Severe acute respiratory syndrome (SARS) is caused by the SARS coronavirus. In the 2003 outbreak, 9 percent of infected patients died. SARS is characterized by fever and respiratory symptoms such as pneumonia and dyspnea. More serious long-term conditions include pulmonary fibrosis (lung scarring), osteoporosis (brittle bones), and femoral necrosis (uncontrolled cell death at the femur). Like the virus from Contagion, this virus originated from the Guangdong province in southern China and spread worldwide from Hong Kong. Unlike in the movie, however, SARS currently has no vaccine. Isolation and quarantine remain the most effective means to prevent the spread, but worry not, it was eradicated by January of 2004, and no cases have been reported since.
Those real-life inspirations for the movie were two very real pandemics, but what was the disease from the movie? The Meningoencephalitis Virus One (MEV-1), as they called, is most similar to the Nipah virus for which flying foxes are carriers. Perhaps one of the greatest challenges of creating vaccines is cultivating the virus. Dr. Ian Sussman has a difficult time finding a cell culture in the movie. Once she identified a viable culture, she discovered that the virus is transmitted via fomites. Fomites are any surfaces capable of carrying viruses or other infectious agents. Just like real life, if anyone infected with MEV-1 were to open a door to Warren Lecture Hall, a healthy person following them who touches the same spot could be infected.

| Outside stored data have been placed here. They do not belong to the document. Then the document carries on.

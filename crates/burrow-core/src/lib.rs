//! Burrow Core
//!
//! Foundational types and traits for the Burrow tunnel lifecycle
//! orchestrator: the status projection, configuration descriptors, the
//! registry and settings trait seams to the external VPN subsystem, and the
//! typed channel protocol the orchestrator task speaks.
//!
//! The orchestration logic itself lives in `burrow-runtime`.

// ----------------------------------------------------------------------------
// Module Declarations
// ----------------------------------------------------------------------------

pub mod channel;
pub mod config;
pub mod errors;
pub mod registry;
pub mod settings;
pub mod types;

// ----------------------------------------------------------------------------
// Public API
// ----------------------------------------------------------------------------

pub use channel::{
    create_app_event_channel, create_command_channel, create_status_channel, AppEvent,
    AppEventReceiver, AppEventSender, Command, CommandReceiver, CommandSender, StatusEvent,
    StatusReceiver, StatusSender,
};
pub use config::{ChannelConfig, OrchestratorConfig};
pub use errors::{BurrowError, BurrowResult, RegistryError, Result, TunnelControlError};
pub use registry::{TunnelHandle, TunnelRegistry};
pub use settings::SettingsStore;
pub use types::{
    ConnectionOptions, ConnectionStatus, HandleId, InterfaceType, OnDemandAction, OnDemandRule,
    StatusCode, TunnelDescriptor,
};
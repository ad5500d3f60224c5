//! Orchestrator Configuration
//!
//! Consolidates the tunable values of the orchestrator: this app's provider
//! identity, the resume debounce, and channel buffer sizes.

use core::time::Duration;
use serde::{Deserialize, Serialize};

// ----------------------------------------------------------------------------
// Channel Configuration
// ----------------------------------------------------------------------------

/// Buffer sizes for the orchestrator's channels
#[derive(Debug, Clone, Serialize, Deserialize)]
pub struct ChannelConfig {
    /// Buffer size for command channels (UI → Orchestrator)
    pub command_buffer_size: usize,
    /// Buffer size for the status broadcast (Subsystem → Orchestrator)
    pub status_buffer_size: usize,
    /// Buffer size for app event channels (Orchestrator → UI)
    pub app_event_buffer_size: usize,
}

impl Default for ChannelConfig {
    fn default() -> Self {
        Self {
            command_buffer_size: 16,  // UI commands are infrequent
            status_buffer_size: 64,   // Subsystem events can be bursty
            app_event_buffer_size: 32,
        }
    }
}

// ----------------------------------------------------------------------------
// Orchestrator Configuration
// ----------------------------------------------------------------------------

/// Configuration for the tunnel orchestrator
#[derive(Debug, Clone, Serialize, Deserialize)]
pub struct OrchestratorConfig {
    /// Provider identifier unique to this application
    pub provider_id: String,
    /// Descriptive label for newly created configuration records
    pub tunnel_label: String,
    /// Address range the tunnel claims; used for the on-demand rule of a
    /// freshly created configuration
    pub tunnel_address_range: String,
    /// Wait inserted before resuming after a foreign VPN disconnects,
    /// letting the OS finish tearing the foreign tunnel down
    pub resume_debounce: Duration,
    /// Channel buffer sizes
    pub channels: ChannelConfig,
}

impl Default for OrchestratorConfig {
    fn default() -> Self {
        Self {
            provider_id: "net.burrow.tunnel-provider".to_string(),
            tunnel_label: "Burrow Tunnel".to_string(),
            tunnel_address_range: "10.25.0.0/16".to_string(),
            resume_debounce: Duration::from_secs(1),
            channels: ChannelConfig::default(),
        }
    }
}

impl OrchestratorConfig {
    /// Configuration for tests: same semantics, millisecond debounce
    pub fn testing() -> Self {
        Self {
            resume_debounce: Duration::from_millis(25),
            ..Self::default()
        }
    }

    /// Validate configuration consistency
    pub fn validate(&self) -> Result<(), String> {
        if self.provider_id.is_empty() {
            return Err("provider_id must not be empty".to_string());
        }
        if self.tunnel_label.is_empty() {
            return Err("tunnel_label must not be empty".to_string());
        }
        if self.channels.command_buffer_size == 0
            || self.channels.status_buffer_size == 0
            || self.channels.app_event_buffer_size == 0
        {
            return Err("channel buffer sizes must be non-zero".to_string());
        }
        Ok(())
    }
}

// ----------------------------------------------------------------------------
// Tests
// ----------------------------------------------------------------------------
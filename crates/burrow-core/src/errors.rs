//! Error types for the Burrow tunnel orchestrator
//!
//! Registry and tunnel-control failures are terminal for the attempt that
//! triggered them: the orchestrator logs them, sets the displayed status to
//! `Error`, and waits for the caller to re-invoke start(). Removal failures
//! during deduplication are the one non-fatal case.

// ----------------------------------------------------------------------------
// Specific Error Types
// ----------------------------------------------------------------------------

/// Failures reported by the external configuration registry
#[derive(Debug, thiserror::Error)]
pub enum RegistryError {
    #[error("Loading configurations failed: {reason}")]
    Load { reason: String },
    #[error("Saving configuration failed: {reason}")]
    Save { reason: String },
    #[error("Reloading configuration failed: {reason}")]
    Reload { reason: String },
    /// Non-fatal during deduplication: logged, never escalated to `Error`
    #[error("Removing configuration failed: {reason}")]
    Remove { reason: String },
}

/// Failures reported by the low-level tunnel session control
#[derive(Debug, thiserror::Error)]
pub enum TunnelControlError {
    #[error("Starting tunnel session failed: {reason}")]
    StartFailed { reason: String },
    #[error("Platform has no VPN subsystem support")]
    UnsupportedPlatform,
}

// ----------------------------------------------------------------------------
// Top-Level Error Type
// ----------------------------------------------------------------------------

/// Core error type for the Burrow orchestrator
#[derive(Debug, thiserror::Error)]
pub enum BurrowError {
    #[error("Registry error: {0}")]
    Registry(#[from] RegistryError),

    #[error("Tunnel control error: {0}")]
    TunnelControl(#[from] TunnelControlError),

    /// Channel communication error (internal to the actor architecture)
    #[error("Channel error: {message}")]
    Channel { message: String },

    /// Configuration error
    #[error("Configuration error: {reason}")]
    Configuration { reason: String },
}

// ----------------------------------------------------------------------------
// Convenience Error Constructors
// ----------------------------------------------------------------------------

impl BurrowError {
    /// Create a channel error with a message
    pub fn channel_error<T: Into<String>>(message: T) -> Self {
        BurrowError::Channel {
            message: message.into(),
        }
    }

    /// Create a configuration error with a reason
    pub fn config_error<T: Into<String>>(reason: T) -> Self {
        BurrowError::Configuration {
            reason: reason.into(),
        }
    }

    /// Create a tunnel start failure
    pub fn start_failed<R: Into<String>>(reason: R) -> Self {
        BurrowError::TunnelControl(TunnelControlError::StartFailed {
            reason: reason.into(),
        })
    }
}

impl RegistryError {
    pub fn load<R: Into<String>>(reason: R) -> Self {
        RegistryError::Load { reason: reason.into() }
    }

    pub fn save<R: Into<String>>(reason: R) -> Self {
        RegistryError::Save { reason: reason.into() }
    }

    pub fn reload<R: Into<String>>(reason: R) -> Self {
        RegistryError::Reload { reason: reason.into() }
    }

    pub fn remove<R: Into<String>>(reason: R) -> Self {
        RegistryError::Remove { reason: reason.into() }
    }
}

// ----------------------------------------------------------------------------
// Type Aliases
// ----------------------------------------------------------------------------

pub type Result<T> = core::result::Result<T, BurrowError>;
pub type BurrowResult<T> = Result<T>;
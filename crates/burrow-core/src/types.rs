//! Core types for the Burrow tunnel orchestrator
//!
//! This module defines the data model shared between the orchestrator and the
//! external VPN subsystem: the status projection, tunnel configuration
//! descriptors, and the options map handed to the packet-forwarding process.

use core::fmt;
use serde::{Deserialize, Serialize};
use std::collections::HashMap;
use uuid::Uuid;

// ----------------------------------------------------------------------------
// Handle Identifier
// ----------------------------------------------------------------------------

/// Stable identity of a configuration record in the external registry.
///
/// Status broadcast events carry a `HandleId` so the orchestrator can tell
/// whether an event concerns the handle it currently owns.
#[derive(Debug, Clone, Copy, PartialEq, Eq, Hash, Serialize, Deserialize)]
pub struct HandleId(Uuid);

impl HandleId {
    /// Generate a fresh handle identity
    pub fn generate() -> Self {
        Self(Uuid::new_v4())
    }

    /// Wrap an existing UUID
    pub fn from_uuid(id: Uuid) -> Self {
        Self(id)
    }

    /// Get the underlying UUID
    pub fn as_uuid(&self) -> &Uuid {
        &self.0
    }
}

impl fmt::Display for HandleId {
    fn fmt(&self, f: &mut fmt::Formatter<'_>) -> fmt::Result {
        write!(f, "{}", self.0)
    }
}

// ----------------------------------------------------------------------------
// Status Projection
// ----------------------------------------------------------------------------

/// Raw status code reported by the external VPN subsystem.
///
/// The set of known codes mirrors what the OS reports for a tunnel session.
/// Codes the subsystem may add in the future arrive as [`StatusCode::Other`];
/// the projection below must remain total over all of them.
#[derive(Debug, Clone, Copy, PartialEq, Eq, Serialize, Deserialize)]
pub enum StatusCode {
    /// Configuration exists but the session is not valid yet
    Invalid,
    Disconnected,
    Connecting,
    Connected,
    /// Session is re-establishing itself after an interruption
    Reasserting,
    Disconnecting,
    /// Unrecognized code forwarded verbatim from the subsystem
    Other(u32),
}

/// Connection status as displayed to collaborators.
///
/// The authoritative value lives in the external subsystem; this is a local
/// best-effort projection, correctable at any time by an observer event.
#[derive(Debug, Clone, Copy, PartialEq, Eq, Serialize, Deserialize)]
pub enum ConnectionStatus {
    Disconnected,
    Connecting,
    Connected,
    Disconnecting,
    Error,
}

impl ConnectionStatus {
    /// Project an external status code onto the five displayed states.
    ///
    /// Total over every code: `Reasserting` counts as `Connecting`, unknown
    /// codes degrade to `Error` rather than panicking the state machine.
    pub fn project(code: StatusCode) -> Self {
        match code {
            StatusCode::Invalid | StatusCode::Disconnected => ConnectionStatus::Disconnected,
            StatusCode::Connecting | StatusCode::Reasserting => ConnectionStatus::Connecting,
            StatusCode::Connected => ConnectionStatus::Connected,
            StatusCode::Disconnecting => ConnectionStatus::Disconnecting,
            StatusCode::Other(_) => ConnectionStatus::Error,
        }
    }

    /// Whether the tunnel is up or coming up
    pub fn is_active(&self) -> bool {
        matches!(self, ConnectionStatus::Connected | ConnectionStatus::Connecting)
    }
}

impl From<StatusCode> for ConnectionStatus {
    fn from(code: StatusCode) -> Self {
        ConnectionStatus::project(code)
    }
}

impl fmt::Display for ConnectionStatus {
    fn fmt(&self, f: &mut fmt::Formatter<'_>) -> fmt::Result {
        let name = match self {
            ConnectionStatus::Disconnected => "Disconnected",
            ConnectionStatus::Connecting => "Connecting",
            ConnectionStatus::Connected => "Connected",
            ConnectionStatus::Disconnecting => "Disconnecting",
            ConnectionStatus::Error => "Error",
        };
        write!(f, "{}", name)
    }
}

// ----------------------------------------------------------------------------
// Tunnel Descriptor
// ----------------------------------------------------------------------------

/// Interface classes an on-demand rule can match
#[derive(Debug, Clone, Copy, PartialEq, Eq, Serialize, Deserialize)]
pub enum InterfaceType {
    Any,
    Wifi,
    Cellular,
    Ethernet,
}

/// What the OS should do when an on-demand rule matches
#[derive(Debug, Clone, Copy, PartialEq, Eq, Serialize, Deserialize)]
pub enum OnDemandAction {
    Connect,
    Disconnect,
    Ignore,
}

/// Condition under which the OS auto-activates the tunnel without explicit
/// user action
#[derive(Debug, Clone, PartialEq, Eq, Serialize, Deserialize)]
pub struct OnDemandRule {
    pub action: OnDemandAction,
    pub interface_type: InterfaceType,
    /// Domain-match conditions; empty means "match any destination"
    pub matched_domains: Vec<String>,
}

impl OnDemandRule {
    /// Rule that connects whenever traffic targets the tunnel's own address
    /// range, on any interface
    pub fn connect_for_address_range(range: impl Into<String>) -> Self {
        Self {
            action: OnDemandAction::Connect,
            interface_type: InterfaceType::Any,
            matched_domains: vec![range.into()],
        }
    }
}

/// Persisted configuration record describing this app's tunnel.
///
/// Owned by the external registry. The orchestrator holds only a handle and
/// pushes changed descriptors back through [`crate::registry::TunnelHandle::save`];
/// it never mutates a copy independently of the registry.
#[derive(Debug, Clone, PartialEq, Eq, Serialize, Deserialize)]
pub struct TunnelDescriptor {
    /// Provider identifier unique to this application
    pub provider_id: String,
    /// Human-readable label shown by the OS
    pub label: String,
    /// Whether the configuration participates in VPN selection
    pub enabled: bool,
    /// On-demand activation rules
    pub on_demand_rules: Vec<OnDemandRule>,
}

impl TunnelDescriptor {
    /// Fresh descriptor for this app's provider, enabled, with an on-demand
    /// rule covering the tunnel's own address range
    pub fn new_enabled(
        provider_id: impl Into<String>,
        label: impl Into<String>,
        address_range: impl Into<String>,
    ) -> Self {
        Self {
            provider_id: provider_id.into(),
            label: label.into(),
            enabled: true,
            on_demand_rules: vec![OnDemandRule::connect_for_address_range(address_range)],
        }
    }

    /// Whether this record belongs to the given provider
    pub fn belongs_to(&self, provider_id: &str) -> bool {
        self.provider_id == provider_id
    }
}

// ----------------------------------------------------------------------------
// Connection Options
// ----------------------------------------------------------------------------

/// Addressing options handed to the packet-forwarding process at start time.
///
/// Sourced from the external key-value settings store; the forwarding
/// implementation itself is opaque and only sees the string map produced by
/// [`ConnectionOptions::to_map`].
#[derive(Debug, Clone, PartialEq, Eq, Serialize, Deserialize)]
pub struct ConnectionOptions {
    pub device_ip: String,
    pub fake_ip: String,
    pub subnet_mask: String,
}

impl ConnectionOptions {
    /// Flatten into the opaque options map consumed by the tunnel process
    pub fn to_map(&self) -> HashMap<String, String> {
        let mut map = HashMap::new();
        map.insert(crate::settings::keys::TUNNEL_DEVICE_IP.to_string(), self.device_ip.clone());
        map.insert(crate::settings::keys::TUNNEL_FAKE_IP.to_string(), self.fake_ip.clone());
        map.insert(
            crate::settings::keys::TUNNEL_SUBNET_MASK.to_string(),
            self.subnet_mask.clone(),
        );
        map
    }
}

// ----------------------------------------------------------------------------
// Tests
// ----------------------------------------------------------------------------

#[cfg(test)]
mod tests {
    use super::*;

    #[test]
    fn projection_is_total_over_known_codes() {
        let known = [
            StatusCode::Invalid,
            StatusCode::Disconnected,
            StatusCode::Connecting,
            StatusCode::Connected,
            StatusCode::Reasserting,
            StatusCode::Disconnecting,
        ];
        for code in known {
            // Every known code must land on exactly one of the five states
            let status = ConnectionStatus::project(code);
            assert!(matches!(
                status,
                ConnectionStatus::Disconnected
                    | ConnectionStatus::Connecting
                    | ConnectionStatus::Connected
                    | ConnectionStatus::Disconnecting
                    | ConnectionStatus::Error
            ));
        }
    }

    #[test]
    fn unknown_code_projects_to_error() {
        assert_eq!(
            ConnectionStatus::project(StatusCode::Other(99)),
            ConnectionStatus::Error
        );
    }

    #[test]
    fn reasserting_counts_as_connecting() {
        assert_eq!(
            ConnectionStatus::project(StatusCode::Reasserting),
            ConnectionStatus::Connecting
        );
    }

    #[test]
    fn invalid_counts_as_disconnected() {
        assert_eq!(
            ConnectionStatus::project(StatusCode::Invalid),
            ConnectionStatus::Disconnected
        );
    }

    #[test]
    fn active_statuses() {
        assert!(ConnectionStatus::Connected.is_active());
        assert!(ConnectionStatus::Connecting.is_active());
        assert!(!ConnectionStatus::Disconnecting.is_active());
        assert!(!ConnectionStatus::Error.is_active());
    }

    #[test]
    fn new_enabled_descriptor_has_address_rule() {
        let desc = TunnelDescriptor::new_enabled("net.example.burrow", "Burrow", "10.25.0.0/16");
        assert!(desc.enabled);
        assert!(desc.belongs_to("net.example.burrow"));
        assert_eq!(desc.on_demand_rules.len(), 1);
        let rule = &desc.on_demand_rules[0];
        assert_eq!(rule.action, OnDemandAction::Connect);
        assert_eq!(rule.matched_domains, vec!["10.25.0.0/16".to_string()]);
    }

    #[test]
    fn options_map_carries_all_keys() {
        let options = ConnectionOptions {
            device_ip: "10.25.0.2".to_string(),
            fake_ip: "198.18.0.1".to_string(),
            subnet_mask: "255.255.0.0".to_string(),
        };
        let map = options.to_map();
        assert_eq!(map.get("TunnelDeviceIP"), Some(&"10.25.0.2".to_string()));
        assert_eq!(map.get("TunnelFakeIP"), Some(&"198.18.0.1".to_string()));
        assert_eq!(map.get("TunnelSubnetMask"), Some(&"255.255.0.0".to_string()));
    }

    #[test]
    fn descriptor_serde_roundtrip() {
        let desc = TunnelDescriptor::new_enabled("net.example.burrow", "Burrow", "10.25.0.0/16");
        let json = serde_json::to_string(&desc).unwrap();
        let back: TunnelDescriptor = serde_json::from_str(&json).unwrap();
        assert_eq!(back, desc);
    }
}
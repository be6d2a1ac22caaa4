//! In-memory dependency edge set.
//!
//! Edges point from a task to the task it depends on. Adjacency is kept in
//! sorted sets so every enumeration is in ascending id order.

use crate::types::{DependencyError, TaskId};
use log::{debug, warn};
use std::collections::{BTreeMap, BTreeSet};
use std::sync::{Arc, RwLock, RwLockReadGuard, RwLockWriteGuard};

/// Graph store shared between the engine and its callers.
pub type SharedGraph = Arc<RwLock<GraphStore>>;

/// Authoritative set of `task -> depends_on` edges.
#[derive(Debug, Default, Clone, PartialEq, Eq)]
pub struct GraphStore {
    /// task -> tasks it depends on
    forward: BTreeMap<TaskId, BTreeSet<TaskId>>,
    /// task -> tasks that depend on it
    reverse: BTreeMap<TaskId, BTreeSet<TaskId>>,
}

impl GraphStore {
    pub fn new() -> Self {
        Self::default()
    }

    /// Build a store from existing pairs. Self-edges are refused.
    pub fn from_edges(edges: impl IntoIterator<Item = (TaskId, TaskId)>) -> Result<Self, DependencyError> {
        let mut graph = Self::new();
        for (task, depends_on) in edges {
            graph.add_edge(task, depends_on)?;
        }
        Ok(graph)
    }

    /// Wrap this store for sharing with a [`crate::DependencyEngine`].
    pub fn into_shared(self) -> SharedGraph {
        Arc::new(RwLock::new(self))
    }

    /// Insert `task -> depends_on`. Returns false if the edge was already present.
    pub fn add_edge(&mut self, task: TaskId, depends_on: TaskId) -> Result<bool, DependencyError> {
        if task == depends_on {
            return Err(DependencyError::InvalidEdge { task, depends_on });
        }

        let inserted = self.forward.entry(task).or_default().insert(depends_on);
        if inserted {
            self.reverse.entry(depends_on).or_default().insert(task);
            debug!("graph: added edge {} -> {}", task, depends_on);
        }
        Ok(inserted)
    }

    /// Delete `task -> depends_on`. Returns false if there was nothing to delete.
    pub fn remove_edge(&mut self, task: TaskId, depends_on: TaskId) -> bool {
        let removed = detach(&mut self.forward, task, depends_on);
        if removed {
            detach(&mut self.reverse, depends_on, task);
            debug!("graph: removed edge {} -> {}", task, depends_on);
        }
        removed
    }

    /// Drop every edge touching `task`, in either direction.
    pub fn remove_task(&mut self, task: TaskId) -> Vec<(TaskId, TaskId)> {
        let mut removed = Vec::new();

        if let Some(deps) = self.forward.remove(&task) {
            for depends_on in deps {
                detach(&mut self.reverse, depends_on, task);
                removed.push((task, depends_on));
            }
        }
        if let Some(dependents) = self.reverse.remove(&task) {
            for dependent in dependents {
                detach(&mut self.forward, dependent, task);
                removed.push((dependent, task));
            }
        }

        if !removed.is_empty() {
            debug!("graph: cascade removed {} edge(s) of task {}", removed.len(), task);
        }
        removed
    }

    /// Tasks `task` directly depends on. Adjacency for graph search.
    pub fn neighbors(&self, task: TaskId) -> BTreeSet<TaskId> {
        self.forward.get(&task).cloned().unwrap_or_default()
    }

    /// Tasks `task` directly depends on. Input to status derivation.
    pub fn direct_dependencies(&self, task: TaskId) -> BTreeSet<TaskId> {
        self.neighbors(task)
    }

    /// Tasks that directly depend on `task`.
    pub fn dependents(&self, task: TaskId) -> BTreeSet<TaskId> {
        self.reverse.get(&task).cloned().unwrap_or_default()
    }

    pub fn contains_edge(&self, task: TaskId, depends_on: TaskId) -> bool {
        self.forward.get(&task).is_some_and(|deps| deps.contains(&depends_on))
    }

    /// All edges, ordered by `(task, depends_on)`.
    pub fn edges(&self) -> Vec<(TaskId, TaskId)> {
        self.forward
            .iter()
            .flat_map(|(&task, deps)| deps.iter().map(move |&depends_on| (task, depends_on)))
            .collect()
    }

    pub fn edge_count(&self) -> usize {
        self.forward.values().map(BTreeSet::len).sum()
    }

    pub fn is_empty(&self) -> bool {
        self.forward.is_empty()
    }

    /// Borrow the adjacency of `task` without cloning.
    pub(crate) fn neighbors_ref(&self, task: TaskId) -> impl Iterator<Item = TaskId> + '_ {
        self.forward.get(&task).into_iter().flatten().copied()
    }
}

fn detach(map: &mut BTreeMap<TaskId, BTreeSet<TaskId>>, key: TaskId, value: TaskId) -> bool {
    let Some(set) = map.get_mut(&key) else {
        return false;
    };
    let removed = set.remove(&value);
    if set.is_empty() {
        map.remove(&key);
    }
    removed
}

/// Take the read guard, recovering from poisoning.
pub(crate) fn read(graph: &SharedGraph) -> RwLockReadGuard<'_, GraphStore> {
    graph.read().unwrap_or_else(|poisoned| {
        warn!("graph lock poisoned; continuing with inner state");
        poisoned.into_inner()
    })
}

/// Take the write guard, recovering from poisoning.
pub(crate) fn write(graph: &SharedGraph) -> RwLockWriteGuard<'_, GraphStore> {
    graph.write().unwrap_or_else(|poisoned| {
        warn!("graph lock poisoned; continuing with inner state");
        poisoned.into_inner()
    })
}
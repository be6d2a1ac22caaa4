//! Shared test infrastructure for taskdeps integration tests.
//!
//! Provides TestEnv helper for consistent test setup/teardown.

#![allow(dead_code)]

use taskdeps::{Dependency, DependencyError, Status, Store, StoreError, Task, TaskId};
use tempfile::TempDir;

/// Test environment with automatic cleanup.
pub struct TestEnv {
    pub temp_dir: TempDir,
    pub store: Store,
}

impl TestEnv {
    /// Create a new test environment with an initialized store.
    pub fn new() -> Self {
        let temp_dir = TempDir::new().expect("Failed to create temp dir");
        let store = Store::init(temp_dir.path()).expect("Failed to init store");
        Self { temp_dir, store }
    }

    /// Create a task with no description.
    pub fn create_task(&mut self, title: &str) -> Task {
        self.store.create(title, None).expect("Failed to create task")
    }

    /// Create a task and set its status explicitly.
    pub fn create_task_with_status(&mut self, title: &str, status: Status) -> Task {
        let task = self.create_task(title);
        let (task, _) = self.store.set_status(task.id, status).expect("Failed to set status");
        task
    }

    /// Add a dependency (from depends on to).
    pub fn depend(&mut self, from: &Task, to: &Task) -> Dependency {
        self.store
            .add_dependency(from.id, to.id)
            .expect("Failed to add dependency")
    }

    /// Try to add a dependency and return the cycle witness it was rejected with.
    pub fn expect_cycle(&mut self, from: &Task, to: &Task) -> Vec<TaskId> {
        let err = self
            .store
            .add_dependency(from.id, to.id)
            .expect_err("Expected dependency to be rejected");
        match err.downcast_ref::<StoreError>() {
            Some(StoreError::Dependency(DependencyError::Cycle { path })) => path.clone(),
            other => panic!("Expected a cycle error, got {:?}", other),
        }
    }

    /// Reload the task from the store.
    pub fn status_of(&self, task: &Task) -> Status {
        self.store.get(task.id).expect("Task disappeared").status
    }

    /// All committed edges as pairs.
    pub fn edges(&self) -> Vec<(TaskId, TaskId)> {
        self.store
            .dependencies()
            .expect("Failed to list dependencies")
            .into_iter()
            .map(|d| (d.task_id, d.depends_on_id))
            .collect()
    }

    /// Assert that a task has the given status.
    pub fn assert_status(&self, task: &Task, expected: Status) {
        let actual = self.status_of(task);
        assert_eq!(
            actual, expected,
            "Expected task {} to be {}, but it was {}",
            task.id, expected, actual
        );
    }

    /// Get all tasks count.
    pub fn total_count(&self) -> usize {
        self.store.list(None).len()
    }
}

impl Default for TestEnv {
    fn default() -> Self {
        Self::new()
    }
}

Not to worry, February is almost over, and people like me are learning about disease and how to keep the world nice and healthy. What you can do to curb the spread of viruses and bacteria is cover your cough, wash your hands, and get vaccinated. I’m certain those anti-vaccination nutjobs don’t read this blog… or have stopped reading after I said get vaccinations, but childhood vaccination doesn’t cause autism! Get vaccinated!